No Gun Intended…
Gomez play Splendour In The Grass at the Belongil Fields in Byron Bay on Saturday.
Lots has been written about Gomez. Let's see: eclectic, eccentric, erratic, enthralling, entertaining, effervescent... and that's just the letter E. Notably, they write quite brilliant songs, are celebrating their third album, In Our Gun, in four years and remain the darlings of just about any music journo who cares to slam down a few words about this quintet of relative youngsters.

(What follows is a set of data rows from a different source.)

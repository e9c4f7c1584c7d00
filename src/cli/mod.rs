//! Command line interface
//!
//! The clap command tree lives here, [`orchestration`] wires a parsed
//! command to the release stages.

pub mod orchestration;

use std::path::PathBuf;

use clap::{Parser, Subcommand};

#[derive(Debug, Parser)]
#[command(name = "srt", version, about = "srt - stable -rt tool")]
pub struct Cli {
    #[arg(short, long, global = true, help = "Enable debug logging")]
    pub debug: bool,

    #[arg(short, long, global = true, help = "Skip confirmation prompts")]
    pub force: bool,

    #[arg(short, long, global = true, help = "Custom configuration file path")]
    pub config: Option<PathBuf>,

    #[command(subcommand)]
    pub command: Command,
}

#[derive(Debug, Subcommand)]
pub enum Command {
    /// Bump the localversion marker and create the release commit
    Commit {
        #[arg(short = 'r', long = "release-candidate", value_name = "N")]
        release_candidate: Option<u32>,
    },

    /// Sign a tag for the release commit at HEAD
    Tag {
        #[arg(short = 'r', long = "release-candidate", value_name = "N")]
        release_candidate: Option<u32>,
    },

    /// Create patch, series tarball and incremental patch
    Create {
        #[arg(value_name = "OLD_TAG")]
        old_tag: String,
        #[arg(value_name = "NEW_TAG")]
        new_tag: String,
    },

    /// Create detached signatures for the release artifacts
    Sign(TagRange),

    /// Upload the release artifacts with kup
    Upload(TagRange),

    /// Push branch and tags to the project tree
    Push(TagRange),

    /// Mail a release candidate for review or print the release announcement
    Announce {
        #[arg(value_name = "OLD_TAG")]
        old_tag: String,
        #[arg(value_name = "NEW_TAG")]
        new_tag: String,
        #[arg(short, long, help = "Don't auto-cc anyone (for testing)")]
        suppress_cc: bool,
    },

    /// Message filter used by `announce` to mark review patches
    #[command(hide = true)]
    ReviewFilter,
}

/// Tags that are derived from git history when omitted
#[derive(Debug, clap::Args)]
pub struct TagRange {
    #[arg(value_name = "OLD_TAG", requires = "new_tag")]
    pub old_tag: Option<String>,
    #[arg(value_name = "NEW_TAG")]
    pub new_tag: Option<String>,
}
// tests/stages_test.rs
//
// Release stages against a recording runner and an in-memory repository.
use std::fs;
use std::path::Path;

use srt::config::ReleaseConfig;
use srt::domain::ReleaseContext;
use srt::git::MockRepository;
use srt::preflight;
use srt::process::RecordingRunner;
use srt::release::{create, push, sign, upload, Session};
use srt::SrtError;

fn config() -> ReleaseConfig {
    ReleaseConfig {
        gpg_key_id: Some("5D0A306C".to_string()),
        gnupghome: Some("/gnupg".to_string()),
        prj_git_tree: Some("git@gitolite.kernel.org:linux-stable-rt".to_string()),
        prj_dir: Some("/pub/linux/kernel/projects/rt/4.4".to_string()),
        section: "linux-stable-rt/origin/v4.4-rt".to_string(),
        ..ReleaseConfig::default()
    }
}

fn session<'a>(
    repo: &'a MockRepository,
    runner: &'a RecordingRunner,
    config: &'a ReleaseConfig,
    root: &Path,
) -> Session<'a> {
    Session {
        repo,
        runner,
        config,
        workdir: root.to_path_buf(),
        assume: Some(true),
    }
}

fn release_repo() -> MockRepository {
    let mut repo = MockRepository::new();
    repo.set_upstream("origin/v4.4-rt");
    for tag in ["v4.4.115-rt38", "v4.4.116-rt39", "v4.4.116", "v4.4.116-rt39-rebase"] {
        repo.add_tag(tag);
    }
    repo
}

#[test]
fn test_preflight_passes_with_all_tags() {
    let ctx = ReleaseContext::new("v4.4.115-rt38", "v4.4.116-rt39", "/w").unwrap();
    assert!(preflight::check_tags(&release_repo(), &ctx).unwrap().is_empty());
}

#[test]
fn test_release_pipeline() {
    let dir = tempfile::tempdir().unwrap();
    let ctx = ReleaseContext::new("v4.4.115-rt38", "v4.4.116-rt39", dir.path()).unwrap();
    let repo = release_repo();
    let config = config();

    let runner = RecordingRunner::new();
    create::run(&runner, &ctx).unwrap();
    assert!(ctx.new.dir_series.join(create::SERIES_FILE).is_file());
    assert_eq!(runner.command_lines().len(), 3);

    // The recording runner does not write the artifacts, sign must notice
    let runner = RecordingRunner::new();
    assert!(matches!(
        sign::run(&runner, &config, &ctx),
        Err(SrtError::MissingArtifact(_))
    ));

    for file in ctx.artifact_files() {
        fs::write(file, b"xz").unwrap();
    }
    let runner = RecordingRunner::new().respond(
        "gpg2 --homedir /gnupg --with-colons",
        "fpr:::::::::0F3E2A1D6C1E0A306C5D0A306C5D0A306C5D0A306C:",
    );
    sign::run(&runner, &config, &ctx).unwrap();
    assert!(runner
        .command_lines()
        .iter()
        .any(|l| l.ends_with("--set-filename patches-4.4.116-rt39.tar -")));

    let runner = RecordingRunner::new();
    upload::run(&session(&repo, &runner, &config, dir.path()), &ctx).unwrap();
    let lines = runner.command_lines();
    assert_eq!(lines.len(), 1);
    assert!(lines[0].starts_with("kup put "));
    assert!(lines[0].ends_with("ls /pub/linux/kernel/projects/rt/4.4"));

    let runner = RecordingRunner::new();
    push::run(&session(&repo, &runner, &config, dir.path()), &ctx).unwrap();
    let lines = runner.command_lines();
    assert_eq!(lines.len(), 2);
    assert!(lines[0].starts_with("git push -n "));
    assert!(lines[1].contains("+v4.4.116-rt39-rebase^{}:v4.4-rt-rebase"));
}

#[test]
fn test_push_requires_tree() {
    let ctx = ReleaseContext::new("v4.4.115-rt38", "v4.4.116-rt39", "/w").unwrap();
    let repo = release_repo();
    let config = ReleaseConfig::default();
    let runner = RecordingRunner::new();

    let err = push::run(&session(&repo, &runner, &config, Path::new("/w")), &ctx).unwrap_err();
    assert!(err.to_string().contains("prj_git_tree"));
    assert!(runner.calls().is_empty());
}
use clap::Parser;
use tracing_subscriber::{layer::SubscriberExt, util::SubscriberInitExt, EnvFilter, Layer};

use srt::cli::{orchestration, Cli};
use srt::{ui, SrtError};

/// Console logging on stderr, stdout carries command output.
///
/// `RUST_LOG` wins over `--debug`.
fn init_tracing(debug: bool) {
    let default = if debug { "debug" } else { "info" };
    let filter = EnvFilter::try_from_default_env().unwrap_or_else(|_| EnvFilter::new(default));

    tracing_subscriber::registry()
        .with(
            tracing_subscriber::fmt::layer()
                .with_target(false)
                .with_writer(std::io::stderr)
                .with_filter(filter),
        )
        .init();
}

fn main() {
    let cli = Cli::parse();
    init_tracing(cli.debug);

    if let Err(e) = orchestration::run(cli) {
        ui::display_error(&format!("{:#}", e));
        if e.downcast_ref::<SrtError>().is_some_and(SrtError::is_tag_error) {
            ui::display_status("Tags look like v<major>.<minor>.<patch>[-<name><number>]*, e.g. v4.4.115-rt38");
        }
        std::process::exit(1);
    }
}
//! `srt upload`: publish the artifacts with `kup`
//!
//! Artifacts are archived in `<prj_dir>/older/`, linked into `<prj_dir>`
//! and the links of the previous release are removed, all in a single
//! `kup` session.

use std::path::Path;

use tracing::info;

use super::sign::signature_path;
use super::Session;
use crate::domain::ReleaseContext;
use crate::error::{Result, SrtError};
use crate::preflight;
use crate::process::ToolCommand;
use crate::ui;

fn file_name(path: &Path) -> String {
    path.file_name()
        .map(|n| n.to_string_lossy().into_owned())
        .unwrap_or_default()
}

pub fn kup_command(prj_dir: &str, ctx: &ReleaseContext) -> ToolCommand {
    let older = format!("{}/older", prj_dir);
    let mut kup = ToolCommand::new("kup");

    for file in ctx.artifact_files() {
        kup = kup.args([
            "put".to_string(),
            file.to_string_lossy().into_owned(),
            signature_path(&file).to_string_lossy().into_owned(),
            format!("{}/", older),
            "--".to_string(),
        ]);
    }

    for file in ctx.artifact_files() {
        kup = kup.args([
            "ln".to_string(),
            format!("{}/{}", older, file_name(&file)),
            "../".to_string(),
            "--".to_string(),
        ]);
    }

    for file in ctx.predecessor_artifact_files() {
        kup = kup.args([
            "rm".to_string(),
            format!("{}/{}", prj_dir, file_name(&file)),
            "--".to_string(),
        ]);
    }

    kup.args(["ls", prj_dir])
}

pub fn run(session: &Session, ctx: &ReleaseContext) -> Result<()> {
    preflight::into_result(preflight::check_artifacts(ctx))?;

    let kup = kup_command(session.config.prj_dir()?, ctx);
    ui::display_command(&kup);

    if !session.confirm("OK to upload?")? {
        return Ok(());
    }

    match session.run(&kup) {
        Ok(listing) => {
            println!("{}", listing);
            info!("Uploaded {}", ctx.new.tag);
            Ok(())
        }
        Err(SrtError::Tool { code, stderr, .. }) => {
            ui::display_error(&format!("kup failed with error code {}", code));
            Err(SrtError::tool("kup", code, stderr))
        }
        Err(e) => Err(e),
    }
}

Their career began meteorically. In 1996, they were a gang of friends from north-west Britain, fresh out of Sheffield University and sharing a house in the upmarket Yorkshire town of Ilkley, where they began taping the jam sessions they held in their garage on a four-track cassette recorder. Singer/guitarist Ian Ball handed a tape to local record store owner, Steve Fellows, who unbeknown to the band used to be a member of 80s cult outfit Comsat Angels. He still had contacts in the industry and within weeks was fielding offers from more than 30 UK labels, all of whom were invited to a special Gomez show in October 1997. Hut (distributed through Virgin) won the deal and those initial songs became the core of the band's first album, Bring It On. It sold half a million copies and ultimately won the prestigious Mercury Music Award for Best Album in 1998 as the band also picked up Best New Band gongs from both Q and NME that year.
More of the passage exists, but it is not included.